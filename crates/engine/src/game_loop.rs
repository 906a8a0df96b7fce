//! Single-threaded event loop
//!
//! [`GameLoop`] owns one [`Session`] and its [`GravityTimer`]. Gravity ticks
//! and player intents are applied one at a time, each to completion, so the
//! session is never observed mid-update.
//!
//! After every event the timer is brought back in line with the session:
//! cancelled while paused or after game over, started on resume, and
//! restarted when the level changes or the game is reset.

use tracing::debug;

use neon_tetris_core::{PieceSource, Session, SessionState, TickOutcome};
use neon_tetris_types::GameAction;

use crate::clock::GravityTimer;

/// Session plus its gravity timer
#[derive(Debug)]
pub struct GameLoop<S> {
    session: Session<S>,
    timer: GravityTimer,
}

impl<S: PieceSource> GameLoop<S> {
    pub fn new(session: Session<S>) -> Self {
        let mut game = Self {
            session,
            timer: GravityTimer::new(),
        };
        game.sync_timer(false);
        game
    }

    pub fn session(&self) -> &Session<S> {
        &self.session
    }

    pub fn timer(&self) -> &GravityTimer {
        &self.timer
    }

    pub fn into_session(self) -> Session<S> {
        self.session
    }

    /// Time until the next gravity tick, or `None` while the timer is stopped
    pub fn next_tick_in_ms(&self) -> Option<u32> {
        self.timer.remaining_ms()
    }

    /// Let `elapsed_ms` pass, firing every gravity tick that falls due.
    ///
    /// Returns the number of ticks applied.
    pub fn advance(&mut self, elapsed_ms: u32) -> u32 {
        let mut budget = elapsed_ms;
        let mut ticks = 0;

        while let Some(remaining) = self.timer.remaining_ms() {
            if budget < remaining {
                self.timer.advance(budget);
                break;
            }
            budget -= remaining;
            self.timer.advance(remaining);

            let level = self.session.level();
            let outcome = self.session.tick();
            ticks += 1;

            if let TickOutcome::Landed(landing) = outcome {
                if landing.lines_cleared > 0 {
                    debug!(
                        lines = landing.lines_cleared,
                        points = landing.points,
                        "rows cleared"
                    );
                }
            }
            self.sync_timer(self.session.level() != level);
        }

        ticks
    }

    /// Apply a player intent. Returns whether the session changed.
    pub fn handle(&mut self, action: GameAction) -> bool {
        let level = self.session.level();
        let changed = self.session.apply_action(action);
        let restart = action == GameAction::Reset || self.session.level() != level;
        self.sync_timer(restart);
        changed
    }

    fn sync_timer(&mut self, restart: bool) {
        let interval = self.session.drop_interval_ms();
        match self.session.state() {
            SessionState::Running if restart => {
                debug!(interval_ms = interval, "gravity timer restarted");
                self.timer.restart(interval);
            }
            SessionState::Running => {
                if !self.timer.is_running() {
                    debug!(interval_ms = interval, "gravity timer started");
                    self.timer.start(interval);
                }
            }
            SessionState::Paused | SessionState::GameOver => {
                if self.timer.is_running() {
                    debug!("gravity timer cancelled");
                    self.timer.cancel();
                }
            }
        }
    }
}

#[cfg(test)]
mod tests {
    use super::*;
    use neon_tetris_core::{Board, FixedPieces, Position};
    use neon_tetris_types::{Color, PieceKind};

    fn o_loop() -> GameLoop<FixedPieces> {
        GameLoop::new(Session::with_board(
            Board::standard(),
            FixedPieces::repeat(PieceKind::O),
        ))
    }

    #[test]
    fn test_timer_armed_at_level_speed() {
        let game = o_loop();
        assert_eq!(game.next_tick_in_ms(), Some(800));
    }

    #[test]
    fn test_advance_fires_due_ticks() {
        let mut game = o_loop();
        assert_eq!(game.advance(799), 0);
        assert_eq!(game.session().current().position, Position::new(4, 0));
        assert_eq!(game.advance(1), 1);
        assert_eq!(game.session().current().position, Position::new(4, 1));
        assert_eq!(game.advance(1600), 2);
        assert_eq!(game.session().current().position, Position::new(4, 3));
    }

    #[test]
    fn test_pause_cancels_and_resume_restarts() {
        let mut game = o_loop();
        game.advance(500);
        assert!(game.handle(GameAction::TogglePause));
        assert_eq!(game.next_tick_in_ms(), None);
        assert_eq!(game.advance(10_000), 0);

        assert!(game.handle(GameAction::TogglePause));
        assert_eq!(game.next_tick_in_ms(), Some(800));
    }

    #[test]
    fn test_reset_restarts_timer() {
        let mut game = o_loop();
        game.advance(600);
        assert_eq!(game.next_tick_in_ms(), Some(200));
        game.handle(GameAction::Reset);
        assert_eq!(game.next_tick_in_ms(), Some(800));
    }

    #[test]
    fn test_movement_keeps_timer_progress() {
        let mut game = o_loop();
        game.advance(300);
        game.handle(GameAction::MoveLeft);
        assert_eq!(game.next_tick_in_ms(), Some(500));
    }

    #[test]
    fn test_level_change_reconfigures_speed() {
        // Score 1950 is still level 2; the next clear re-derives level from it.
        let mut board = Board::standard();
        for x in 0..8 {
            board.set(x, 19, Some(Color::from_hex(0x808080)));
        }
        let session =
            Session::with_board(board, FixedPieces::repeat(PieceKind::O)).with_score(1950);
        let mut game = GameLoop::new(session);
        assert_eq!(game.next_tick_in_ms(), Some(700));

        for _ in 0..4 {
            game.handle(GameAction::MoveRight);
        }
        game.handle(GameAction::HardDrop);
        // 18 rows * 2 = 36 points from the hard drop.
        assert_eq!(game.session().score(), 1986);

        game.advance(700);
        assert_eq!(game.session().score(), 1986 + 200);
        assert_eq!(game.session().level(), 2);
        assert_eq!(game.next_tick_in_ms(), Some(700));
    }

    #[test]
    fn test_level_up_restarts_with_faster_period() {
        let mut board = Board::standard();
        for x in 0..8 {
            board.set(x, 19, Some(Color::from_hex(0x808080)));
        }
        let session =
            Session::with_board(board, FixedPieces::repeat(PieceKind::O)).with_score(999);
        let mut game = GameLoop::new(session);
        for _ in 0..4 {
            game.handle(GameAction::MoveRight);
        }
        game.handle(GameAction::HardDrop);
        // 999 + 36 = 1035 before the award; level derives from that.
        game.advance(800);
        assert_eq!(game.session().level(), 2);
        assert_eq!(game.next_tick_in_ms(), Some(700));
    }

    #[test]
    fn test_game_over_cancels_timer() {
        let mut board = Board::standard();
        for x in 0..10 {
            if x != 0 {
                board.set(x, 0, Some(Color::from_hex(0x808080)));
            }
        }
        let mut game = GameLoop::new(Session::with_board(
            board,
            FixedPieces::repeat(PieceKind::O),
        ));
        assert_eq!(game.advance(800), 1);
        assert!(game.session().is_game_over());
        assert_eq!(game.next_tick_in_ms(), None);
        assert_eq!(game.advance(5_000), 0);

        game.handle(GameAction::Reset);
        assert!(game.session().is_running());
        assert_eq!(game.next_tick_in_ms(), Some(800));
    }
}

--

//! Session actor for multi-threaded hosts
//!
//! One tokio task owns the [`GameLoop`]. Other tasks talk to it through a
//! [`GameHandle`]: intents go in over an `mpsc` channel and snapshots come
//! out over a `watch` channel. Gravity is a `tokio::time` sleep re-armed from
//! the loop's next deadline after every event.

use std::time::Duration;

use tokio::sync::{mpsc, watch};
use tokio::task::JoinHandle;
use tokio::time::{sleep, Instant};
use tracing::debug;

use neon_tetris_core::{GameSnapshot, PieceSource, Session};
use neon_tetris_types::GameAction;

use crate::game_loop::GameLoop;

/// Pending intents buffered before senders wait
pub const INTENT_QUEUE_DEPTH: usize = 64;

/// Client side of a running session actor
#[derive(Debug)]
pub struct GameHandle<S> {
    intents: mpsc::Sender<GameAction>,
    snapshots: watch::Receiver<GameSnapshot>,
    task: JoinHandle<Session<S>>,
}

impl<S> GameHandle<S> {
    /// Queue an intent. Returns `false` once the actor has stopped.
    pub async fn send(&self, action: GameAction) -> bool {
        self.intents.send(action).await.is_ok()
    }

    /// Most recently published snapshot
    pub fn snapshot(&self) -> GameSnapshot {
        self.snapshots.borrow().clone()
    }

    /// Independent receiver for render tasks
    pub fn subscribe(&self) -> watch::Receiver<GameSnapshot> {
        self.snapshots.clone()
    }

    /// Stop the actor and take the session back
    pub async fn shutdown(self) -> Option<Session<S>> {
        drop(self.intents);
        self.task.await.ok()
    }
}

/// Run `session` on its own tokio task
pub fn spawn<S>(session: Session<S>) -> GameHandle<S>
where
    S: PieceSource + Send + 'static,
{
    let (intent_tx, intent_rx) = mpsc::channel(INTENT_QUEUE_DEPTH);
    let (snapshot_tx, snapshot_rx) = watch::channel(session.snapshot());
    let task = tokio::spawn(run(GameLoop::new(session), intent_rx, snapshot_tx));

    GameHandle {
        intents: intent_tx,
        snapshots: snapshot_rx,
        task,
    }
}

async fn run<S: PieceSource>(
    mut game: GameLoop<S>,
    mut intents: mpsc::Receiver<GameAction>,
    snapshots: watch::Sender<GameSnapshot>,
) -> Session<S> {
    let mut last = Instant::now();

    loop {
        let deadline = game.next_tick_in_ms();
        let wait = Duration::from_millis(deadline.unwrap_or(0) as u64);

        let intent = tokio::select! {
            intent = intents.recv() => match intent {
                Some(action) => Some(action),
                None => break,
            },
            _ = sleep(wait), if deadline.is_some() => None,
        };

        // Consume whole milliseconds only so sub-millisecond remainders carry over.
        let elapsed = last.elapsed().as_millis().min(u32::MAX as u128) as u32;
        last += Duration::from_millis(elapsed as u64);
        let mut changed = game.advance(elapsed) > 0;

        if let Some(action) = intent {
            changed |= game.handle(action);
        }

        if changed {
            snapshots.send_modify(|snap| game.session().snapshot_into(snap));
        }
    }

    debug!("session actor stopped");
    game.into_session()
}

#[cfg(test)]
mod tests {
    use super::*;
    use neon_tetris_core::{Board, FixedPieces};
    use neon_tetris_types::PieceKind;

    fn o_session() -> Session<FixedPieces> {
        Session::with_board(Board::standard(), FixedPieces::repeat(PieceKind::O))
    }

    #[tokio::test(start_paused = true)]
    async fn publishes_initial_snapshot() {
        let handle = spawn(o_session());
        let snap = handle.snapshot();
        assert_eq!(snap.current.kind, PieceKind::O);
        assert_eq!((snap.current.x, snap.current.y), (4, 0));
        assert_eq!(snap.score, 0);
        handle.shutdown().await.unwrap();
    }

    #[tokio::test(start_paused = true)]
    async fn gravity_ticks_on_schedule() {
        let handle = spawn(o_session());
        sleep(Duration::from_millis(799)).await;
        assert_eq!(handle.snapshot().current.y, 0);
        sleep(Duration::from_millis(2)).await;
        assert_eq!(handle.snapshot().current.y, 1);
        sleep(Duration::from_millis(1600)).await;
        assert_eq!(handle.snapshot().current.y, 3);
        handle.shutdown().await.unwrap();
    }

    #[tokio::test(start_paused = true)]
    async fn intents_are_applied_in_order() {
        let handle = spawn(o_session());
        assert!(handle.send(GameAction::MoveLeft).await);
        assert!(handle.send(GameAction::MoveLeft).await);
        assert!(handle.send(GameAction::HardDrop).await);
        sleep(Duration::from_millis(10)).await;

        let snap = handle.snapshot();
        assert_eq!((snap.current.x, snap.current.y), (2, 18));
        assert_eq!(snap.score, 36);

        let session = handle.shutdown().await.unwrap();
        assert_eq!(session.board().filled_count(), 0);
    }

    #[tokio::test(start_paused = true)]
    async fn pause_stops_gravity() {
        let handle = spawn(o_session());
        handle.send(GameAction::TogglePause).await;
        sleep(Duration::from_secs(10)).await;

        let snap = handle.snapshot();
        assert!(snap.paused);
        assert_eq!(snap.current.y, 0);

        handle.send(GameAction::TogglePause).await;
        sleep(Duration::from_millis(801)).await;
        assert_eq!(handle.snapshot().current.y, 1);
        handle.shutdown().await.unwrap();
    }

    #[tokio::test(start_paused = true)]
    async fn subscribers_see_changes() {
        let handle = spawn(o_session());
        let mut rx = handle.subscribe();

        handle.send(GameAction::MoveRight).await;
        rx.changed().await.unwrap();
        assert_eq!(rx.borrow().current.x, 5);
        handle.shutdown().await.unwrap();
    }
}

**TASK DESCRIPTION**
Your answer should be one number: how many lines in the records above include "current".

**YOUR RESPONSE**
12